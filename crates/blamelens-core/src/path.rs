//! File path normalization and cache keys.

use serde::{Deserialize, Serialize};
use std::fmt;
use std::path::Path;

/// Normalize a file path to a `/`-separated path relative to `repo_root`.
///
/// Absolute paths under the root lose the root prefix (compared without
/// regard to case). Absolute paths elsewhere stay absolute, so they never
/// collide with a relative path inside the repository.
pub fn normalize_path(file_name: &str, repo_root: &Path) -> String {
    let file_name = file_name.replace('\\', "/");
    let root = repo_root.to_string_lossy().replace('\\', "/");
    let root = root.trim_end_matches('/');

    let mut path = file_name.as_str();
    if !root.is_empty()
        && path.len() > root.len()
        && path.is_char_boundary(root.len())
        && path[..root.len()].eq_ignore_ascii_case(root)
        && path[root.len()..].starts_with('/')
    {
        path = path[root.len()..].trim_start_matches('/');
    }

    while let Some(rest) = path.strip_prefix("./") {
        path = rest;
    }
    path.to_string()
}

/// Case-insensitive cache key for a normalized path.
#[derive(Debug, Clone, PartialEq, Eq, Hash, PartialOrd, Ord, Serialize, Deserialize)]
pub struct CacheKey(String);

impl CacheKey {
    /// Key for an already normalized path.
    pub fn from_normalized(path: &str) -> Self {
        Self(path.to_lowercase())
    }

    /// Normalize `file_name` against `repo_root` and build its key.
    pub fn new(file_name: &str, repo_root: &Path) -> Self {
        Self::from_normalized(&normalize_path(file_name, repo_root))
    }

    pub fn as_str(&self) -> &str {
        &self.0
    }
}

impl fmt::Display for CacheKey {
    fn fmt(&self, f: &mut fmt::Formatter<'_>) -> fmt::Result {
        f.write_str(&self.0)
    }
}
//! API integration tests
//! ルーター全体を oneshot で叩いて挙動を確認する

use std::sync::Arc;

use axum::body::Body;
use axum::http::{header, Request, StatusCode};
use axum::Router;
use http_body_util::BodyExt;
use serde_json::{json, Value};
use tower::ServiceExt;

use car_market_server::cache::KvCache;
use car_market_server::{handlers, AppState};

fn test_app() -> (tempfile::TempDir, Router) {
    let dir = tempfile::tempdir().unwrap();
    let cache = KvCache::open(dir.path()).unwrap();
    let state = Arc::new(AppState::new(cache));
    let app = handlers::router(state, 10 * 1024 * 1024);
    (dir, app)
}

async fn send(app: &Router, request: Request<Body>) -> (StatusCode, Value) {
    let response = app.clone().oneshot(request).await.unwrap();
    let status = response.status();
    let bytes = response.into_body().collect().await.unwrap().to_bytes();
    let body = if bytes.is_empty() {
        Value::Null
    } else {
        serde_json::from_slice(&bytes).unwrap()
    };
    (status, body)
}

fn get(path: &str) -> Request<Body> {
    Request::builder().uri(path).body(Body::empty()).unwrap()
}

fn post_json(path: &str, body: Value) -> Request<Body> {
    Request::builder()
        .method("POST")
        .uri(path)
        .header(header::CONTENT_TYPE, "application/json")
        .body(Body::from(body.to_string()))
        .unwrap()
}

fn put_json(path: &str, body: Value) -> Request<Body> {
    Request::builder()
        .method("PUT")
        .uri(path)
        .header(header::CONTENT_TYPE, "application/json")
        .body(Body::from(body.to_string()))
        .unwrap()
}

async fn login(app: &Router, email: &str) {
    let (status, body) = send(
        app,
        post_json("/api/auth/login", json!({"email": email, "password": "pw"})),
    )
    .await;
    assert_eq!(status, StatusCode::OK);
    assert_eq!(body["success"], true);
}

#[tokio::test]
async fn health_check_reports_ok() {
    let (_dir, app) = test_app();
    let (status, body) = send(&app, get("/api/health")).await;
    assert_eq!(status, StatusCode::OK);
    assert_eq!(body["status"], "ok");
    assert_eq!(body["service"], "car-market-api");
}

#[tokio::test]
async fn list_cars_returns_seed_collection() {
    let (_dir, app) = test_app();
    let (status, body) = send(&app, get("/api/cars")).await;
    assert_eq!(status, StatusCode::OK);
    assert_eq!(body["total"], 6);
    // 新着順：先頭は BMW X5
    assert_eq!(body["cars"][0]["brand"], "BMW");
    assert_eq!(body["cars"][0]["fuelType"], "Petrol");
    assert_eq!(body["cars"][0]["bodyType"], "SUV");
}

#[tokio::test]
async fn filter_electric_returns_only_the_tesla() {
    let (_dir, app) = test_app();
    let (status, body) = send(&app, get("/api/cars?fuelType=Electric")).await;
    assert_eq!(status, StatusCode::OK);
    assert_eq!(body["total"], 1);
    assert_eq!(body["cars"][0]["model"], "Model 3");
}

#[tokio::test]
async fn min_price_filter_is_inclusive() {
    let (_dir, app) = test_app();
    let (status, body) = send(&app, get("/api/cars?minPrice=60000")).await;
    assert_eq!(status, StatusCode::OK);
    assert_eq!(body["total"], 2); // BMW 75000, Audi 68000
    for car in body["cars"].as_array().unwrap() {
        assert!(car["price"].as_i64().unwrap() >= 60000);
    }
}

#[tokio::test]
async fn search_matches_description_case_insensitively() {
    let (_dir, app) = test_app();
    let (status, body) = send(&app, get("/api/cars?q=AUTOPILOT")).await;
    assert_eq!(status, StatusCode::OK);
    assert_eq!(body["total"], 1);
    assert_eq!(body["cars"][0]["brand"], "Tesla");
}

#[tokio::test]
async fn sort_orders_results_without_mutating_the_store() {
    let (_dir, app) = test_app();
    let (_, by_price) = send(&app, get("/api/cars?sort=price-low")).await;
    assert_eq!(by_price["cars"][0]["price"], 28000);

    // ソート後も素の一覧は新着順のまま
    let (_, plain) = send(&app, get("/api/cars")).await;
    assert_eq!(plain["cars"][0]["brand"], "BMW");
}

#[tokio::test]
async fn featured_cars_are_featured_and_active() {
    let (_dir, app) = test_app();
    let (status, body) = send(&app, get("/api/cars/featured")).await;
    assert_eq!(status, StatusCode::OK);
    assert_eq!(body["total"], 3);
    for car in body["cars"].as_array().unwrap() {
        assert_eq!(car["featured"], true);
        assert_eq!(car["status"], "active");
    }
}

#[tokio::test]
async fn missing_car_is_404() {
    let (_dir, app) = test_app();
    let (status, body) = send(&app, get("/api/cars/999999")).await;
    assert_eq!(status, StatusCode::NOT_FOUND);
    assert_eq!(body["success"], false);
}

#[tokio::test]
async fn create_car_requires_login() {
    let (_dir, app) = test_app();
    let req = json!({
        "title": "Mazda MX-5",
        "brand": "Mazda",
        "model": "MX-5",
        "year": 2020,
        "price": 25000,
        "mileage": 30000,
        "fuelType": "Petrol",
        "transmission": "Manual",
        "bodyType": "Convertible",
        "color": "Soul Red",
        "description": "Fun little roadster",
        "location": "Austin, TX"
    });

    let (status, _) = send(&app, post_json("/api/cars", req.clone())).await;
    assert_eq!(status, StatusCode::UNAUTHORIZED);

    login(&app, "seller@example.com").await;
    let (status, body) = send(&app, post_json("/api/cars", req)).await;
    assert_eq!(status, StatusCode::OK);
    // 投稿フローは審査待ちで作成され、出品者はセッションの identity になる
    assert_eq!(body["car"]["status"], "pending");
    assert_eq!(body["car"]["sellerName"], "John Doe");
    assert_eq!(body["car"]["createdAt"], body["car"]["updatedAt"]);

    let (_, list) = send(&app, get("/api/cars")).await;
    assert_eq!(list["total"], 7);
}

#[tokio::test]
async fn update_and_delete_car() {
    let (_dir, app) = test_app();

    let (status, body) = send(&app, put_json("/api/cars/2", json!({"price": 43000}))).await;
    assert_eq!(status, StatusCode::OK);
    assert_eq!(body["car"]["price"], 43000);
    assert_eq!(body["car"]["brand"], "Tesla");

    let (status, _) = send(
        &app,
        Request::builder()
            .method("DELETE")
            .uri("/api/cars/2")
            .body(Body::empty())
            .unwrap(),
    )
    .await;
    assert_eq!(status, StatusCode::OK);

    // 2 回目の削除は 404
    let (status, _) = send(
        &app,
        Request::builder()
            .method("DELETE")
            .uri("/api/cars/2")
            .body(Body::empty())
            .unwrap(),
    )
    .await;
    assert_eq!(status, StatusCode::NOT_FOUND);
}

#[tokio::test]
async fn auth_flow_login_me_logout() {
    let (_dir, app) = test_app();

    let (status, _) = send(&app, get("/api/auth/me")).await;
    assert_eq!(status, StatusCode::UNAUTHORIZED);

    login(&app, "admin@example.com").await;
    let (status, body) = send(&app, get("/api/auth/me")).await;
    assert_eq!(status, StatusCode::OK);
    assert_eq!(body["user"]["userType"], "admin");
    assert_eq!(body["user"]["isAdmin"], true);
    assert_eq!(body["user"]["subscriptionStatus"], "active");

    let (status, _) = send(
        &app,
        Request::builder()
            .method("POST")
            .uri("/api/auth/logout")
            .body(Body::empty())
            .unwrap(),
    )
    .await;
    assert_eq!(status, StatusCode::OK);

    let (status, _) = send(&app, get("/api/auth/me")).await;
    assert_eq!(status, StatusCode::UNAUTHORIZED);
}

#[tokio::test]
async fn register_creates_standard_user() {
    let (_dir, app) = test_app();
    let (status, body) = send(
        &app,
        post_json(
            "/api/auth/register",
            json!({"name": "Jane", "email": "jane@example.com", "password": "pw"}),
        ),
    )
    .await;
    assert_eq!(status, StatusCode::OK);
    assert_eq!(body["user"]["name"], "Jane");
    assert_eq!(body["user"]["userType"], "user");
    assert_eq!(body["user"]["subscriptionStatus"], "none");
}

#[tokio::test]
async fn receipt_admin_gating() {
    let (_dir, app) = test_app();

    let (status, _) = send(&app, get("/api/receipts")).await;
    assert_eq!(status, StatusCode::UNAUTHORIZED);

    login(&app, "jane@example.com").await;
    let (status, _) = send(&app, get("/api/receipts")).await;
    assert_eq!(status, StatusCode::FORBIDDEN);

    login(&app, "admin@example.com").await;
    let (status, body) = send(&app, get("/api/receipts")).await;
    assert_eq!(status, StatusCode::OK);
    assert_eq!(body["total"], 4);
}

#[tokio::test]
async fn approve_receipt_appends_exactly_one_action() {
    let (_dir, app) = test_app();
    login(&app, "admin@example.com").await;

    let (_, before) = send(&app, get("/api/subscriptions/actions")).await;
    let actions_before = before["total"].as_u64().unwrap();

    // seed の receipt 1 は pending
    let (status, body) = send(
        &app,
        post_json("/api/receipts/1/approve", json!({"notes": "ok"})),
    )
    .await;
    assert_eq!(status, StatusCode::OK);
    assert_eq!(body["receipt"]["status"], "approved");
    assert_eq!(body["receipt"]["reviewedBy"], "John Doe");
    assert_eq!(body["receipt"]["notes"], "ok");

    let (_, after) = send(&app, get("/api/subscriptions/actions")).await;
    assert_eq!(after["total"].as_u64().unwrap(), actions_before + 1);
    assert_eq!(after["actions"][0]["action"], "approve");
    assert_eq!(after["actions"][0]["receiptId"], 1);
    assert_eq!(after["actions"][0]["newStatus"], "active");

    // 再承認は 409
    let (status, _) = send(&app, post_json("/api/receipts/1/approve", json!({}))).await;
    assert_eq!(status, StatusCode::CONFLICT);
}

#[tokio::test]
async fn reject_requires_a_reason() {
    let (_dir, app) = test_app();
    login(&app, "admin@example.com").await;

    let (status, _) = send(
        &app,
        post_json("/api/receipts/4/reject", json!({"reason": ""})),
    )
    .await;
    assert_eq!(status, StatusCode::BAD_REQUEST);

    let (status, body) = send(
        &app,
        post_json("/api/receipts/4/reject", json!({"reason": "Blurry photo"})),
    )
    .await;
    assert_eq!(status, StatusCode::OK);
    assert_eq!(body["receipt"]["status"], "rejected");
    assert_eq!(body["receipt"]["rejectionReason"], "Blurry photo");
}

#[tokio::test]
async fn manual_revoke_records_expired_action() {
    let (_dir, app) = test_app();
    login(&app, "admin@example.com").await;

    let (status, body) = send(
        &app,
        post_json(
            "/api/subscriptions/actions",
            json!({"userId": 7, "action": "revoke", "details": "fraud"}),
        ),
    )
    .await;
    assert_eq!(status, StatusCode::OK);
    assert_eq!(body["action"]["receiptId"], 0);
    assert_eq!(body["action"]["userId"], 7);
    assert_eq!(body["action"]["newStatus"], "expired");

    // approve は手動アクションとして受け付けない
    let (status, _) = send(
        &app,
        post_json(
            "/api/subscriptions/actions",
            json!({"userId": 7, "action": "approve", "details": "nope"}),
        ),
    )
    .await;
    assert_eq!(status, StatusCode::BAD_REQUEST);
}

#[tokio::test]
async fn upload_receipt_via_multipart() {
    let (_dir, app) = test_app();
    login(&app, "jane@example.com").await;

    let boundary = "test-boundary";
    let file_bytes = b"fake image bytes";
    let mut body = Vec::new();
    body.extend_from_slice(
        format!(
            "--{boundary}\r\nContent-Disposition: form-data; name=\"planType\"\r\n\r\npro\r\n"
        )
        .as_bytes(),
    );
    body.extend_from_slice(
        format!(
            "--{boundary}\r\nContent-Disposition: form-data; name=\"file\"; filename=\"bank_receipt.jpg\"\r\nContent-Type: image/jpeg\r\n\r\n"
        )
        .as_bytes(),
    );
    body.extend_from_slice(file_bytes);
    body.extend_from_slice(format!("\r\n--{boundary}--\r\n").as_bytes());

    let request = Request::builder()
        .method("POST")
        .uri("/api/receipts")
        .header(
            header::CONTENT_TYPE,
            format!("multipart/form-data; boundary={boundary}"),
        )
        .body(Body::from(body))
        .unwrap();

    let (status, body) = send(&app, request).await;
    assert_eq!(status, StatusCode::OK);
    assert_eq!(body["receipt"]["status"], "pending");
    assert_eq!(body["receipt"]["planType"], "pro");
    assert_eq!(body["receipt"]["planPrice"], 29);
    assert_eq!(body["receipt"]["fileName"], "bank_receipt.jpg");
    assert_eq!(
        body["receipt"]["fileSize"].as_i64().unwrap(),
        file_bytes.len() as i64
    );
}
━━━━━━━━━━━━━━━━
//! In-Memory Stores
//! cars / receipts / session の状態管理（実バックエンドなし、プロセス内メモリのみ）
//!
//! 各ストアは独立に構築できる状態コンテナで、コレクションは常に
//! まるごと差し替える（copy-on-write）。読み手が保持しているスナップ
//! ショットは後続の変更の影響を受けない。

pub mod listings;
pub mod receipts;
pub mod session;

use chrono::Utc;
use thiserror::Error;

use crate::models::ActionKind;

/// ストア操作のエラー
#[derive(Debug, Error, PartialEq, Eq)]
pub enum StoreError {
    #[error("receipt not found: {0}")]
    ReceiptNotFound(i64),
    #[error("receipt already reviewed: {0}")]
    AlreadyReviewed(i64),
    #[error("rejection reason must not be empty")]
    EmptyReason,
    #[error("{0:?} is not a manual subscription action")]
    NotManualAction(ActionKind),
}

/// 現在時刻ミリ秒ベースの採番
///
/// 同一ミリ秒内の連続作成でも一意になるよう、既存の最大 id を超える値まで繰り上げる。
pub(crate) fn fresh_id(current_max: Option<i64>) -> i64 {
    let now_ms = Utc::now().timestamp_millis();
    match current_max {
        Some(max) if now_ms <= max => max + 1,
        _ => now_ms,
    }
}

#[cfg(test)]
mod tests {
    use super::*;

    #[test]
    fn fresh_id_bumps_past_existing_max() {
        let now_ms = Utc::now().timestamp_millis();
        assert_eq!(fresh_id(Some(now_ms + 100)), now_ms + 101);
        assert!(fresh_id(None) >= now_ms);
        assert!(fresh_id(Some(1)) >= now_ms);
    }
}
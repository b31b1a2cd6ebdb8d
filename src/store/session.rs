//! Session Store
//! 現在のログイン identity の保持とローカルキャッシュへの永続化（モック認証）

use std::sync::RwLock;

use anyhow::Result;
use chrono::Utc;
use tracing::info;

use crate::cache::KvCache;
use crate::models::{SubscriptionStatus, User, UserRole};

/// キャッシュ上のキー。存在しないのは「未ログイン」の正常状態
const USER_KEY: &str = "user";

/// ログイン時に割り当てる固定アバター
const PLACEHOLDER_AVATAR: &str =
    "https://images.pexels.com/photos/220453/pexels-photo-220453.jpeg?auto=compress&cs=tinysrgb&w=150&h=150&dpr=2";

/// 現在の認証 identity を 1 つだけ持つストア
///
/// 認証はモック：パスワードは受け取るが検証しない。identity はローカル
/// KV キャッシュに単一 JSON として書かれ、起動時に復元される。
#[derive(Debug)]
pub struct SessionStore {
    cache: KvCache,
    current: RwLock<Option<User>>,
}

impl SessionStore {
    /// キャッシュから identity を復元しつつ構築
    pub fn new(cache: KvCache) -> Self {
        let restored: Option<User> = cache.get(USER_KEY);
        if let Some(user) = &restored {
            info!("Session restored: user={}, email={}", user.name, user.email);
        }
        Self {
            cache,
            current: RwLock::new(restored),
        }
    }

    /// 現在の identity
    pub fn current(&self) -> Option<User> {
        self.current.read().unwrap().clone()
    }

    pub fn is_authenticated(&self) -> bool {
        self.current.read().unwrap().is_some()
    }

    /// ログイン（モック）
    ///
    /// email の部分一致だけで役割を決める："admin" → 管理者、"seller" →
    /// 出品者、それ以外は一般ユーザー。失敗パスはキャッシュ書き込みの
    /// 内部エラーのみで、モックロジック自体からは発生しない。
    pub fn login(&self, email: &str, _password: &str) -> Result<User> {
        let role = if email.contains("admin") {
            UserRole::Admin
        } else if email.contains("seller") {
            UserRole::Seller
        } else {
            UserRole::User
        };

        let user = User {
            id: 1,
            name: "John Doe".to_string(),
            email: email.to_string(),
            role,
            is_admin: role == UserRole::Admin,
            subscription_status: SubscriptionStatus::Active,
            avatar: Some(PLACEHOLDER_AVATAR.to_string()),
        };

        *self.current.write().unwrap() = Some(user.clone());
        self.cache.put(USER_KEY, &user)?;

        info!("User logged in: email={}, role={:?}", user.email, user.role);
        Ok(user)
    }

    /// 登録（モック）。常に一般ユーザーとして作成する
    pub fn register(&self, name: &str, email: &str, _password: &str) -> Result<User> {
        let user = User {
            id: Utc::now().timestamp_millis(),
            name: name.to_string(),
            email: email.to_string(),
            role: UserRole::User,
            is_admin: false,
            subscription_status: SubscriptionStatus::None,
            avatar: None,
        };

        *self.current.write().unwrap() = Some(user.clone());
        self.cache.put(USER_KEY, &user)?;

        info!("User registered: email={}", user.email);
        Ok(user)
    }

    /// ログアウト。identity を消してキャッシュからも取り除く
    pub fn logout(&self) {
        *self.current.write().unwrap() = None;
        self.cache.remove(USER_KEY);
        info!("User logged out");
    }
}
━━━━━━━━━━━━━━━━
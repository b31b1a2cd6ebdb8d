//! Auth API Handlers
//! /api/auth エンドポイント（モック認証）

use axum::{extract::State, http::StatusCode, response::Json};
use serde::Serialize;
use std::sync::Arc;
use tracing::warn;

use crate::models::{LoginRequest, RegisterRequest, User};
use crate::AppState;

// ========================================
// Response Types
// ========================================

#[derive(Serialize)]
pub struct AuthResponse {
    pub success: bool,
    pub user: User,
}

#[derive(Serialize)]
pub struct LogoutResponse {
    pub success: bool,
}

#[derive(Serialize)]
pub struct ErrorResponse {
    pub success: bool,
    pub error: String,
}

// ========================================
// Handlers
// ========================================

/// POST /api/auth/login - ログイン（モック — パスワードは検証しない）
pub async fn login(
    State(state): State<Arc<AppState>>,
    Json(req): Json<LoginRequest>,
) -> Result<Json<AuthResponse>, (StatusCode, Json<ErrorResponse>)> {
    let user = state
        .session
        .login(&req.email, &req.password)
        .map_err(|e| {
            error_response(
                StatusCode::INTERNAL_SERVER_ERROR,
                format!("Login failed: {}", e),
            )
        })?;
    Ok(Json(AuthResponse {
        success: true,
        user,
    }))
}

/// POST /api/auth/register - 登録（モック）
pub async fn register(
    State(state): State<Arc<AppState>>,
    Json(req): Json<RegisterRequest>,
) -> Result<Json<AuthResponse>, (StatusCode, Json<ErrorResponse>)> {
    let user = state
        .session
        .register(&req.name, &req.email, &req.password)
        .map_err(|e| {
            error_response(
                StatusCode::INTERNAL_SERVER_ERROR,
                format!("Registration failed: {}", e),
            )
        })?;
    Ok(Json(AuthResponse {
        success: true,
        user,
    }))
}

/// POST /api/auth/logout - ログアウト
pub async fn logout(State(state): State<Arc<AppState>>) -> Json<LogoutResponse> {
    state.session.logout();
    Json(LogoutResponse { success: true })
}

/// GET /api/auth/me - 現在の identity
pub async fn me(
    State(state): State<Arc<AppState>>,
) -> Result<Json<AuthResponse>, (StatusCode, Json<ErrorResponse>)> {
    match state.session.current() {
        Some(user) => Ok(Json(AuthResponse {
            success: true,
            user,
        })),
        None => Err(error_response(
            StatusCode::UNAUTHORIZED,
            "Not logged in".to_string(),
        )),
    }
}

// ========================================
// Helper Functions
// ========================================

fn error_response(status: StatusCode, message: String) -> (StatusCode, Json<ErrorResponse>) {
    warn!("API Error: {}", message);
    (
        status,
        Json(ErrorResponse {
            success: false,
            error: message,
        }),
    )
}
━━━━━━━━━━━━━━━━
What you give back should be only the lines of the records above, starting at the line with "filename crates/blamelens-core/src/path.rs" and ending at the line with "prefix (compared without", restated word for word.

*Completed task*:
filename crates/blamelens-core/src/path.rs
//! File path normalization and cache keys.

use serde::{Deserialize, Serialize};
use std::fmt;
use std::path::Path;

/// Normalize a file path to a `/`-separated path relative to `repo_root`.
///
/// Absolute paths under the root lose the root prefix (compared without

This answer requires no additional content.